AMF (Access and Mobility management Function ), 5G core network element, responsible for user access and mobility management.

NWDAF (Network Data Analytics Function, network data analysis function), 5G core network element, responsible for providing network analysis services according to the request data of the network services.

The embodiment of the application provides a beam hopping scheduling method of a low-orbit satellite, which can be applied to a satellite communication system, and referring to fig. 2, the satellite communication system comprises a satellite base station (low-orbit satellite) and a 5G core network, and the 5G core network comprises an AMF, a database and an NWDAF.

The satellite base station is used for reporting satellite positions, cell coverage information, wireless resource information and the like to the AMF;

the AMF is used for receiving satellite positions, cell coverage information and radio resource information reported by satellites, adding corresponding time stamps to the received various information and storing the information into the database; meanwhile, the AMF sends a beam hopping analysis request to the NWDAF;

the NWDAF is configured to obtain corresponding data from the database according to the beam hopping analysis request, perform beam hopping strategy training analysis according to the data, and send the obtained beam hopping strategy to the AMF;

the AMF forwards the beam hopping strategy to the corresponding satellite base station, so that the satellite base station performs beam hopping according to the received beam hopping strategy.

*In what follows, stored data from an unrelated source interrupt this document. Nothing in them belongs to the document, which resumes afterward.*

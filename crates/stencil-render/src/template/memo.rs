//! Change-gated render cache.
//!
//! The [`Memoizer`] keeps the last result of every
//! (templater, component, template) triple. A request reuses the cached
//! result unless the change reason intersects the template's mask;
//! never-masked templates compute once and are reused forever.
//!
//! ```rust
//! use stencil_render::component::{AttributeBag, ComponentDefinition, ComponentInstance};
//! use stencil_render::template::{Memoizer, TemplateDefinition, TemplaterId};
//! use stencil_render::Change;
//!
//! let definition = ComponentDefinition::builder().tag_name("x-count").build();
//! let component = ComponentInstance::new(&definition, "x-count", AttributeBag::new(), None, "en");
//! let template = TemplateDefinition::new(Change::PROP, |html, _, _, _| Ok(html.text("<i></i>")));
//!
//! let mut memo = Memoizer::new();
//! let templater = TemplaterId::next();
//! assert!(memo.render(&template, Change::PROP, &component, templater).unwrap().changed);
//! assert!(!memo.render(&template, Change::THEME, &component, templater).unwrap().changed);
//! ```

use std::collections::HashMap;

use super::result::{coerce_text, CoercedText, RenderResult};
use super::{MarkupBuilder, TemplateDefinition, TemplateId, TemplaterId};
use crate::change::ChangeReason;
use crate::component::{ComponentId, ComponentInstance};
use crate::error::RenderError;

/// Cache key: whose cache, which instance, which template.
#[derive(Debug, Clone, Copy, PartialEq, Eq, Hash)]
pub struct CacheKey {
    /// Owner of the cache namespace.
    pub templater: TemplaterId,
    /// Component instance being rendered.
    pub component: ComponentId,
    /// Template definition.
    pub template: TemplateId,
}

/// Result of a memoized render.
#[derive(Debug, Clone)]
pub struct Memoized<T> {
    /// True if the value was computed by this call.
    pub changed: bool,
    /// The current value; `None` for templates without a render function.
    pub value: Option<T>,
}

impl<T> Memoized<T> {
    fn fresh(value: T) -> Self {
        Self {
            changed: true,
            value: Some(value),
        }
    }

    fn cached(value: T) -> Self {
        Self {
            changed: false,
            value: Some(value),
        }
    }

    fn none() -> Self {
        Self {
            changed: false,
            value: None,
        }
    }

    /// Maps the value, keeping the `changed` flag.
    pub fn map<U, F>(self, f: F) -> Result<Memoized<U>, RenderError>
    where
        F: FnOnce(T) -> Result<U, RenderError>,
    {
        Ok(Memoized {
            changed: self.changed,
            value: self.value.map(f).transpose()?,
        })
    }
}

/// Identity-keyed render cache.
///
/// Entries live until they are released explicitly with
/// [`release_component`](Self::release_component) or
/// [`release_templater`](Self::release_templater), or the memoizer is
/// dropped.
#[derive(Debug, Default)]
pub struct Memoizer {
    cache: HashMap<CacheKey, RenderResult>,
}

impl Memoizer {
    /// Creates an empty cache.
    pub fn new() -> Self {
        Self::default()
    }

    /// Renders `template` for `component`, reusing the cached result when
    /// the change reason allows it.
    ///
    /// A failing render function leaves the cache untouched.
    pub fn render(
        &mut self,
        template: &TemplateDefinition,
        reason: ChangeReason,
        component: &ComponentInstance,
        templater: TemplaterId,
    ) -> Result<Memoized<RenderResult>, RenderError> {
        let Some(render) = template.render_fn() else {
            return Ok(Memoized::none());
        };

        let key = CacheKey {
            templater,
            component: component.id(),
            template: template.id(),
        };

        let mask = template.mask();
        if let Some(cached) = self.cache.get(&key) {
            if mask.is_never() || !reason.intersects(mask) {
                tracing::trace!(template = %key.template, component = %key.component, "memo hit");
                return Ok(Memoized::cached(cached.clone()));
            }
        }

        tracing::trace!(
            template = %key.template,
            component = %key.component,
            reason = ?reason,
            "memo miss"
        );
        let builder = MarkupBuilder::new(component);
        let props = component.props();
        let result = render(&builder, &props, component.theme(), reason)
            .map_err(|source| RenderError::render(template.id(), source))?;

        self.cache.insert(key, result.clone());
        Ok(Memoized::fresh(result))
    }

    /// Renders and flattens the result to text.
    pub fn render_text(
        &mut self,
        template: &TemplateDefinition,
        reason: ChangeReason,
        component: &ComponentInstance,
        templater: TemplaterId,
    ) -> Result<Memoized<CoercedText>, RenderError> {
        self.render(template, reason, component, templater)?
            .map(|result| coerce_text(&result))
    }

    /// Returns true if a result is cached for the key.
    pub fn contains(&self, key: &CacheKey) -> bool {
        self.cache.contains_key(key)
    }

    /// Drops every entry of a component instance. Returns the number removed.
    pub fn release_component(&mut self, component: ComponentId) -> usize {
        let before = self.cache.len();
        self.cache.retain(|key, _| key.component != component);
        before - self.cache.len()
    }

    /// Drops every entry of a templater. Returns the number removed.
    pub fn release_templater(&mut self, templater: TemplaterId) -> usize {
        let before = self.cache.len();
        self.cache.retain(|key, _| key.templater != templater);
        before - self.cache.len()
    }

    /// Drops all entries.
    pub fn clear(&mut self) {
        self.cache.clear();
    }

    /// Returns the number of cached results.
    pub fn len(&self) -> usize {
        self.cache.len()
    }

    /// Returns true if nothing is cached.
    pub fn is_empty(&self) -> bool {
        self.cache.is_empty()
    }
}

#[cfg(test)]
mod tests {
    use super::*;
    use crate::change::Change;
    use crate::component::{AttributeBag, ComponentDefinition};
    use std::sync::atomic::{AtomicUsize, Ordering};
    use std::sync::Arc;

    fn instance() -> ComponentInstance {
        let definition = ComponentDefinition::builder().tag_name("x-memo").build();
        ComponentInstance::new(&definition, "x-memo", AttributeBag::new(), None, "en")
    }

    fn counting(mask: Change) -> (TemplateDefinition, Arc<AtomicUsize>) {
        let calls = Arc::new(AtomicUsize::new(0));
        let counter = calls.clone();
        let template = TemplateDefinition::new(mask, move |html, _props, _theme, _reason| {
            let n = counter.fetch_add(1, Ordering::SeqCst);
            Ok(html.text(format!("<i>{}</i>", n)))
        });
        (template, calls)
    }

    fn text(memoized: &Memoized<RenderResult>) -> String {
        coerce_text(memoized.value.as_ref().unwrap()).unwrap().text
    }

    #[test]
    fn test_prop_mask_gating() {
        let (template, calls) = counting(Change::PROP);
        let component = instance();
        let templater = TemplaterId::next();
        let mut memo = Memoizer::new();

        let first = memo.render(&template, Change::PROP, &component, templater).unwrap();
        assert!(first.changed);
        assert_eq!(text(&first), "<i>0</i>");

        let theme = memo.render(&template, Change::THEME, &component, templater).unwrap();
        assert!(!theme.changed);
        assert_eq!(text(&theme), "<i>0</i>");

        let prop = memo.render(&template, Change::PROP, &component, templater).unwrap();
        assert!(prop.changed);
        assert_eq!(text(&prop), "<i>1</i>");
        assert_eq!(calls.load(Ordering::SeqCst), 2);
    }

    #[test]
    fn test_first_render_computes_regardless_of_reason() {
        let (template, calls) = counting(Change::PROP);
        let component = instance();
        let mut memo = Memoizer::new();
        let result = memo
            .render(&template, Change::LANG, &component, TemplaterId::next())
            .unwrap();
        assert!(result.changed);
        assert_eq!(calls.load(Ordering::SeqCst), 1);
    }

    #[test]
    fn test_never_mask_computes_once() {
        let (template, calls) = counting(Change::NEVER);
        let component = instance();
        let templater = TemplaterId::next();
        let mut memo = Memoizer::new();

        assert!(memo.render(&template, Change::FORCE, &component, templater).unwrap().changed);
        for reason in [Change::FORCE, Change::NEVER, Change::ALWAYS, Change::PROP] {
            let result = memo.render(&template, reason, &component, templater).unwrap();
            assert!(!result.changed);
            assert_eq!(text(&result), "<i>0</i>");
        }
        assert_eq!(calls.load(Ordering::SeqCst), 1);
    }

    #[test]
    fn test_never_composites_still_recompute() {
        for mask in [Change::FORCE, Change::PROP | Change::NEVER] {
            let (template, calls) = counting(mask);
            let component = instance();
            let templater = TemplaterId::next();
            let mut memo = Memoizer::new();

            memo.render(&template, Change::PROP, &component, templater).unwrap();
            let second = memo.render(&template, Change::PROP, &component, templater).unwrap();
            assert!(second.changed, "{:?} must react to PROP", mask);
            assert_eq!(text(&second), "<i>1</i>");

            let lang = memo.render(&template, Change::LANG, &component, templater).unwrap();
            assert_eq!(lang.changed, mask.intersects(Change::LANG));
        }
    }

    #[test]
    fn test_keys_are_independent() {
        let (template, calls) = counting(Change::NEVER);
        let a = instance();
        let b = instance();
        let templater = TemplaterId::next();
        let mut memo = Memoizer::new();

        memo.render(&template, Change::FORCE, &a, templater).unwrap();
        memo.render(&template, Change::FORCE, &b, templater).unwrap();
        memo.render(&template, Change::FORCE, &a, TemplaterId::next()).unwrap();
        assert_eq!(calls.load(Ordering::SeqCst), 3);
        assert_eq!(memo.len(), 3);
    }

    #[test]
    fn test_null_render_fn() {
        let template = TemplateDefinition::empty(Change::ALWAYS);
        let component = instance();
        let mut memo = Memoizer::new();
        let result = memo
            .render(&template, Change::FORCE, &component, TemplaterId::next())
            .unwrap();
        assert!(!result.changed);
        assert!(result.value.is_none());
        assert!(memo.is_empty());
    }

    #[test]
    fn test_failure_leaves_cache_untouched() {
        let fail = Arc::new(std::sync::atomic::AtomicBool::new(false));
        let flag = fail.clone();
        let template = TemplateDefinition::new(Change::PROP, move |html, _, _, _| {
            if flag.load(Ordering::SeqCst) {
                return Err("render exploded".into());
            }
            Ok(html.text("ok"))
        });
        let component = instance();
        let templater = TemplaterId::next();
        let mut memo = Memoizer::new();

        memo.render(&template, Change::PROP, &component, templater).unwrap();
        fail.store(true, Ordering::SeqCst);

        let err = memo
            .render(&template, Change::PROP, &component, templater)
            .unwrap_err();
        match &err {
            RenderError::Render { template: id, source } => {
                assert_eq!(*id, template.id());
                assert_eq!(source.to_string(), "render exploded");
            }
            other => panic!("expected Render, got {:?}", other),
        }

        let cached = memo.render(&template, Change::THEME, &component, templater).unwrap();
        assert!(!cached.changed);
        assert_eq!(text(&cached), "ok");
    }

    #[test]
    fn test_failure_on_first_render_caches_nothing() {
        let template =
            TemplateDefinition::new(Change::PROP, |_, _, _, _| Err("nope".into()));
        let component = instance();
        let mut memo = Memoizer::new();
        assert!(memo
            .render(&template, Change::PROP, &component, TemplaterId::next())
            .is_err());
        assert!(memo.is_empty());
    }

    #[test]
    fn test_render_text() {
        let (template, _) = counting(Change::PROP);
        let component = instance();
        let mut memo = Memoizer::new();
        let result = memo
            .render_text(&template, Change::PROP, &component, TemplaterId::next())
            .unwrap();
        assert!(result.changed);
        assert_eq!(result.value.unwrap().text, "<i>0</i>");
    }

    #[test]
    fn test_render_text_missing_serializer() {
        let template = TemplateDefinition::new(Change::PROP, |_, _, _, _| {
            Ok(RenderResult::Data(serde_json::json!({"not": "text"})))
        });
        let component = instance();
        let mut memo = Memoizer::new();
        let err = memo
            .render_text(&template, Change::PROP, &component, TemplaterId::next())
            .unwrap_err();
        assert!(matches!(err, RenderError::MissingSerializer { .. }));
    }

    #[test]
    fn test_release() {
        let (template, _) = counting(Change::NEVER);
        let a = instance();
        let b = instance();
        let t1 = TemplaterId::next();
        let t2 = TemplaterId::next();
        let mut memo = Memoizer::new();
        memo.render(&template, Change::FORCE, &a, t1).unwrap();
        memo.render(&template, Change::FORCE, &b, t1).unwrap();
        memo.render(&template, Change::FORCE, &a, t2).unwrap();

        assert!(memo.contains(&CacheKey {
            templater: t1,
            component: a.id(),
            template: template.id(),
        }));
        assert_eq!(memo.release_component(a.id()), 2);
        assert_eq!(memo.len(), 1);
        assert_eq!(memo.release_templater(t1), 1);
        assert!(memo.is_empty());
    }
}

The beam hopping scheduling method of the low-orbit satellite in the embodiment of the application can be applied to the NWDAF of the satellite communication system and can also be applied to other network elements with data analysis functions in the satellite communication system, and the embodiment of the application is not particularly limited.

Referring to fig. 1, a beam hopping scheduling method of a low-orbit satellite according to an embodiment of the present application includes, but is not limited to, step S110, step S120, step S130, and step S140.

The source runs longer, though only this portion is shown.